# Round IDE cable suggestions.



## v-six (Sep 12, 2004)

Hi all, have a color question that I'd like to hear some opinions on. (Sarkast, a question you'll be sure to have an opinion on )
I am planning on getting this case 

And I have a power supply with green uv reactive wires.
I have to buy round IDE cables, and was wondering what everyone thinks as colors go. I could be boring and get green cables to match the power supply, get blue ones to go with the LED's on the case and power supply, or go with a nice colorful setup with a red or pink. Right now, I'm leaning towards blue, but would like to hear what you think.
Thanks!
-Six
P.S. If you have anything good or bad to say about the case, I'd love to hear opinions on that too


----------



## Geekgirl (Jan 1, 2005)

I like both the case and psu :sayyes: 

I think the blue would look great :smile:


----------



## fearfac (Jul 11, 2005)

Hey first off nice choice of case and psu (acutally jealous of ur psu =P)
i personally have a thermaltake soprano (something about those curves  ) standard psu which makes me jealous of yours lol but I have 4 sound activated uv lights 2red and 2blue. as for rounded cables i have thermaltake el's (blue) I personally think for that setup itd be really nice to mix up a few colours in there you've got your green cables so why not some more green cables but say blue lights? or even red lights?

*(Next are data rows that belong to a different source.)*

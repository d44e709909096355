//! graceful-drain
//!
//! An HTTP server that shuts down without dropping in-flight requests.
//!
//! # Architecture Overview
//!
//! ```text
//!     SIGTERM / SIGINT ─┐
//!     panic hook ───────┼──▶ ShutdownController ──▶ ListenerHandle (DrainTarget)
//!     request_shutdown ─┘          │                    │
//!                                  │                    ├─ stop accepting
//!                                  │                    ├─ close idle connections
//!                                  ▼                    └─ abort the rest at deadline
//!                           ShutdownReport
//!
//!     Client ──▶ net::Listener ──▶ http::server (hyper + Axum) ──▶ handler
//! ```

use clap::Parser;
use std::path::PathBuf;

use graceful_drain::config::{load_config, ServerConfig};
use graceful_drain::lifecycle::startup;
use graceful_drain::observability::{logging, metrics};
use graceful_drain::ShutdownController;

#[derive(Parser)]
#[command(name = "graceful-drain")]
#[command(about = "HTTP server with graceful connection draining", long_about = None)]
struct Args {
    /// Path to a TOML configuration file
    #[arg(short, long)]
    config: Option<PathBuf>,

    /// Override listener.bind_address
    #[arg(short, long)]
    bind: Option<String>,

    /// Override shutdown.grace_period_ms
    #[arg(short, long)]
    grace_period_ms: Option<u64>,
}

#[tokio::main]
async fn main() -> Result<(), Box<dyn std::error::Error>> {
    let args = Args::parse();

    let mut config = match &args.config {
        Some(path) => load_config(path)?,
        None => ServerConfig::default(),
    };
    if let Some(bind) = args.bind {
        config.listener.bind_address = bind;
    }
    if let Some(grace_period_ms) = args.grace_period_ms {
        config.shutdown.grace_period_ms = grace_period_ms;
    }

    logging::init_logging(&config.observability)?;
    tracing::info!("graceful-drain v{} starting", env!("CARGO_PKG_VERSION"));

    tracing::info!(
        bind_address = %config.listener.bind_address,
        max_connections = config.listener.max_connections,
        grace_period_ms = config.shutdown.grace_period_ms,
        signals = ?config.shutdown.signals,
        "Configuration loaded"
    );

    if config.observability.metrics_enabled {
        if let Ok(addr) = config.observability.metrics_address.parse() {
            metrics::init_metrics(addr);
        } else {
            tracing::error!(
                metrics_address = %config.observability.metrics_address,
                "Failed to parse metrics address"
            );
        }
    }

    let controller = ShutdownController::new();
    startup::install_panic_hook(controller.clone(), tokio::runtime::Handle::current());

    let report = startup::run(config, controller).await?;
    tracing::info!(
        reason = %report.reason,
        outcome = report.outcome.as_str(),
        forced = report.forced,
        "Exiting"
    );

    if report.reason.is_fault() {
        std::process::exit(1);
    }
    Ok(())
}
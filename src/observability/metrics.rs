//! Metrics collection and exposition.
//!
//! # Responsibilities
//! - Define drain metrics (connections, shutdown state, forced closes)
//! - Expose Prometheus-compatible metrics endpoint
//!
//! # Metrics
//! - `drain_active_connections` (gauge): current open connection count
//! - `drain_connections_accepted_total` (counter)
//! - `drain_connections_forced_total` (counter): aborted at the deadline
//! - `drain_shutdown_state` (gauge): 0=running, 1=draining, 2=closed
//! - `drain_shutdown_duration_seconds` (histogram): trigger to closed, by outcome
//! - `drain_faults_total` (counter): faults reported through `on_drain_error`
//!
//! # Design Decisions
//! - Low-overhead metric updates via the `metrics` facade
//! - Recording is a no-op until `init_metrics` installs the exporter

use std::net::SocketAddr;
use std::time::Duration;

use metrics_exporter_prometheus::PrometheusBuilder;

use crate::lifecycle::ShutdownState;

/// Install the Prometheus exporter with its own HTTP listener.
///
/// Must be called from within a Tokio runtime.
pub fn init_metrics(addr: SocketAddr) {
    match PrometheusBuilder::new().with_http_listener(addr).install() {
        Ok(()) => tracing::info!(address = %addr, "Metrics endpoint listening"),
        Err(e) => tracing::error!(address = %addr, error = %e, "Failed to install metrics exporter"),
    }
}

pub fn record_active_connections(open: usize) {
    ::metrics::gauge!("drain_active_connections").set(open as f64);
}

pub fn record_connection_accepted() {
    ::metrics::counter!("drain_connections_accepted_total").increment(1);
}

pub fn record_forced_closes(count: usize) {
    ::metrics::counter!("drain_connections_forced_total").increment(count as u64);
}

pub fn record_shutdown_state(state: ShutdownState) {
    let value = match state {
        ShutdownState::Running => 0.0,
        ShutdownState::Draining => 1.0,
        ShutdownState::Closed => 2.0,
    };
    ::metrics::gauge!("drain_shutdown_state").set(value);
}

pub fn record_shutdown_complete(outcome: &'static str, elapsed: Duration) {
    ::metrics::histogram!("drain_shutdown_duration_seconds", "outcome" => outcome)
        .record(elapsed.as_secs_f64());
}

pub fn record_drain_fault() {
    ::metrics::counter!("drain_faults_total").increment(1);
}
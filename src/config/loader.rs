//! Configuration loading from disk.

use std::fs;
use std::path::Path;
use thiserror::Error;

use crate::config::schema::ServerConfig;
use crate::config::validation::{validate_config, ValidationError};

/// Error type for configuration loading.
#[derive(Debug, Error)]
pub enum ConfigError {
    #[error("IO error: {0}")]
    Io(#[from] std::io::Error),

    #[error("Parse error: {0}")]
    Parse(#[from] toml::de::Error),

    #[error("Validation failed: {}", join_errors(.0))]
    Validation(Vec<ValidationError>),
}

fn join_errors(errors: &[ValidationError]) -> String {
    errors
        .iter()
        .map(ToString::to_string)
        .collect::<Vec<_>>()
        .join(", ")
}

/// Parse and validate configuration from TOML text.
pub fn parse_config(content: &str) -> Result<ServerConfig, ConfigError> {
    let config: ServerConfig = toml::from_str(content)?;
    validate_config(&config).map_err(ConfigError::Validation)?;
    Ok(config)
}

/// Load and validate configuration from a TOML file.
pub fn load_config(path: &Path) -> Result<ServerConfig, ConfigError> {
    let content = fs::read_to_string(path)?;
    let config = parse_config(&content)?;

    tracing::debug!(path = %path.display(), "Configuration file loaded");
    Ok(config)
}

If you havent seen the el series before youll find them here
http://www.thermaltake.com/accessories/roundCables/RoundCable.htm


----------



## v-six (Sep 12, 2004)

It looks like I'll be going with blue, thanks for yer input 
I'm still considering something with some red in it... but I'd have to find a color that I really liked.


----------



## myquitehead (Jun 24, 2005)

Ya I wanted to make all my stuff red at first but all the things end up looking pink :sad: so I stuck with blue.


----------



## Geekgirl (Jan 1, 2005)

What's wrong with pink  :grin:


----------



## Volt-Schwibe (Jan 12, 2003)

at the risk of sounding like a dirty old man....

there is nothing wrong with pink, but pink parts are hard to find sometimes.


----------



## v-six (Sep 12, 2004)

WaltSide said:


> at the risk of sounding like a dirty old man....
> 
> there is nothing wrong with pink, but pink parts are hard to find sometimes.


Steven Tyler would agree with you


----------



## ebackhus (Apr 21, 2005)

SixShooter said:


> Steven Tyler would agree with you


"Pink is my favorite color."


----------